Other proposed decommissioning-related changes to the NRC’s regulations include revisions related to drug and alcohol testing (fitness-for-duty) programs, certified fuel handler training, environmental evaluation and reporting requirements, record retention requirements, low-level waste (LLW) transportation notification requirements, spent fuel management planning, the NRC’s backfit rule as applied to decommissioning reactors, and the scope of the NRC’s license termination plan (LTP) requirement.
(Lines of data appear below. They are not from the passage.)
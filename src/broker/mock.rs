//! In-memory paper broker for dry runs and testing.
//!
//! Fills every bracket order immediately at the price reported by the
//! configured [`PriceSource`]; the attached exit legs are recorded but never
//! triggered. Positions can be closed manually to simulate an exit.

use super::traits::Broker;
use super::types::*;
use crate::market::PriceSource;
use anyhow::Result;
use async_trait::async_trait;
use rust_decimal::Decimal;
use std::collections::HashMap;
use std::sync::atomic::{AtomicU64, Ordering};
use std::sync::Arc;
use tokio::sync::RwLock;
use tracing::info;

/// Simulated position.
#[derive(Debug, Clone)]
pub struct PaperPosition {
    pub symbol: String,
    pub qty: Decimal,
    pub avg_entry_price: Decimal,
    pub take_profit: Decimal,
    pub stop_loss: Decimal,
}

/// Paper trading state.
#[derive(Debug, Default)]
pub struct PaperState {
    pub cash: Decimal,
    pub positions: HashMap<String, PaperPosition>,
    pub orders: Vec<BracketOrder>,
}

/// Broker that keeps everything in memory.
pub struct PaperBroker {
    state: RwLock<PaperState>,
    prices: Arc<dyn PriceSource>,
    next_order_id: AtomicU64,
}

impl PaperBroker {
    /// Create a paper broker funded with `initial_cash`.
    pub fn new(initial_cash: Decimal, prices: Arc<dyn PriceSource>) -> Self {
        Self {
            state: RwLock::new(PaperState {
                cash: initial_cash,
                ..Default::default()
            }),
            prices,
            next_order_id: AtomicU64::new(1),
        }
    }

    /// Remaining cash.
    pub async fn cash(&self) -> Decimal {
        self.state.read().await.cash
    }

    /// Every order accepted so far.
    pub async fn orders(&self) -> Vec<BracketOrder> {
        self.state.read().await.orders.clone()
    }

    /// Close a position at `price`, crediting the proceeds.
    pub async fn close_position(&self, symbol: &str, price: Decimal) -> Option<PaperPosition> {
        let mut state = self.state.write().await;
        let position = state.positions.remove(symbol)?;
        state.cash += position.qty * price;
        info!(%symbol, qty = %position.qty, %price, "📝 [PAPER] Position closed");
        Some(position)
    }
}

#[async_trait]
impl Broker for PaperBroker {
    async fn account(&self) -> Result<Account> {
        let state = self.state.read().await;
        let invested: Decimal = state
            .positions
            .values()
            .map(|p| p.qty * p.avg_entry_price)
            .sum();

        Ok(Account {
            id: "paper".to_string(),
            status: "ACTIVE".to_string(),
            currency: "USD".to_string(),
            cash: state.cash,
            buying_power: Some(state.cash),
            portfolio_value: Some(state.cash + invested),
        })
    }

    async fn positions(&self) -> Result<Vec<Position>> {
        let state = self.state.read().await;
        let mut positions: Vec<Position> = state
            .positions
            .values()
            .map(|p| Position {
                symbol: p.symbol.clone(),
                qty: p.qty,
                avg_entry_price: p.avg_entry_price,
                market_value: Some(p.qty * p.avg_entry_price),
                unrealized_pl: Some(Decimal::ZERO),
                side: PositionSide::Long,
            })
            .collect();
        positions.sort_by(|a, b| a.symbol.cmp(&b.symbol));
        Ok(positions)
    }

    async fn submit_bracket(&self, order: &BracketOrder) -> Result<OrderResponse> {
        let price = self.prices.current_price(&order.symbol).await?;
        let qty = Decimal::from(order.qty);
        let cost = qty * price;

        let mut state = self.state.write().await;
        anyhow::ensure!(
            cost <= state.cash,
            "insufficient buying power for {}: need {} have {}",
            order.symbol,
            cost,
            state.cash
        );

        state.cash -= cost;
        let position = state
            .positions
            .entry(order.symbol.clone())
            .or_insert_with(|| PaperPosition {
                symbol: order.symbol.clone(),
                qty: Decimal::ZERO,
                avg_entry_price: Decimal::ZERO,
                take_profit: order.take_profit.limit_price,
                stop_loss: order.stop_loss.stop_price,
            });
        let held_cost = position.qty * position.avg_entry_price;
        position.qty += qty;
        position.avg_entry_price = (held_cost + cost) / position.qty;
        position.take_profit = order.take_profit.limit_price;
        position.stop_loss = order.stop_loss.stop_price;
        state.orders.push(order.clone());

        let id = self.next_order_id.fetch_add(1, Ordering::SeqCst);
        info!(
            symbol = %order.symbol,
            qty = order.qty,
            %price,
            remaining_cash = %state.cash,
            "📝 [PAPER] Bracket order filled"
        );

        Ok(OrderResponse {
            id: format!("paper-{}", id),
            client_order_id: format!("paper-{}", id),
            symbol: order.symbol.clone(),
            status: OrderStatus::Filled,
            qty: Some(qty),
            order_class: Some(OrderClass::Bracket),
        })
    }
}

#[cfg(test)]
mod tests {
    use super::*;
    use crate::market::MockPriceSource;
    use rust_decimal_macros::dec;

    fn paper_broker(cash: Decimal, price: Decimal) -> PaperBroker {
        let mut prices = MockPriceSource::new();
        prices
            .expect_current_price()
            .returning(move |_| Ok(price));
        PaperBroker::new(cash, Arc::new(prices))
    }

    #[tokio::test]
    async fn test_fill_deducts_cash_and_opens_position() {
        let broker = paper_broker(dec!(1000), dec!(50));
        let order = BracketOrder::buy("AAPL", 4, dec!(60), dec!(47.50));

        let response = broker.submit_bracket(&order).await.unwrap();
        assert_eq!(response.status, OrderStatus::Filled);
        assert_eq!(broker.cash().await, dec!(800));

        let positions = broker.positions().await.unwrap();
        assert_eq!(positions.len(), 1);
        assert_eq!(positions[0].qty, dec!(4));
        assert_eq!(positions[0].avg_entry_price, dec!(50));

        let account = broker.account().await.unwrap();
        assert_eq!(account.cash, dec!(800));
        assert_eq!(account.portfolio_value, Some(dec!(1000)));
    }

    #[tokio::test]
    async fn test_insufficient_cash_rejected() {
        let broker = paper_broker(dec!(100), dec!(50));
        let order = BracketOrder::buy("AAPL", 3, dec!(60), dec!(47.50));

        assert!(broker.submit_bracket(&order).await.is_err());
        assert_eq!(broker.cash().await, dec!(100));
        assert!(broker.orders().await.is_empty());
    }

    #[tokio::test]
    async fn test_close_position_credits_proceeds() {
        let broker = paper_broker(dec!(1000), dec!(50));
        broker
            .submit_bracket(&BracketOrder::buy("AAPL", 2, dec!(60), dec!(47.50)))
            .await
            .unwrap();

        let closed = broker.close_position("AAPL", dec!(60)).await.unwrap();
        assert_eq!(closed.qty, dec!(2));
        assert_eq!(broker.cash().await, dec!(1020));
        assert!(broker.positions().await.unwrap().is_empty());
        assert!(broker.close_position("AAPL", dec!(60)).await.is_none());
    }
}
As noted in SECY-18-0055, the proposed rule includes changes in three areas that would apply to operating reactor licensees: (1) the process to change a licensee’s security plan; (2) the timing of decommissioning funding assurance reporting requirements; and (3) identification of 10 CFR 26.3 (concerning the scope of the NRC’s FFD program regulations) as a regulation with substantive requirements that could result in criminal penalties, if violated. Finally, the NRC staff noted that it intends to publish four draft guidance documents for public comment in conjunction with the proposed rule.

Given the importance of this rulemaking, we will continue to monitor related developments, including associated public meetings and public comments on the proposed rule and draft guidance documents.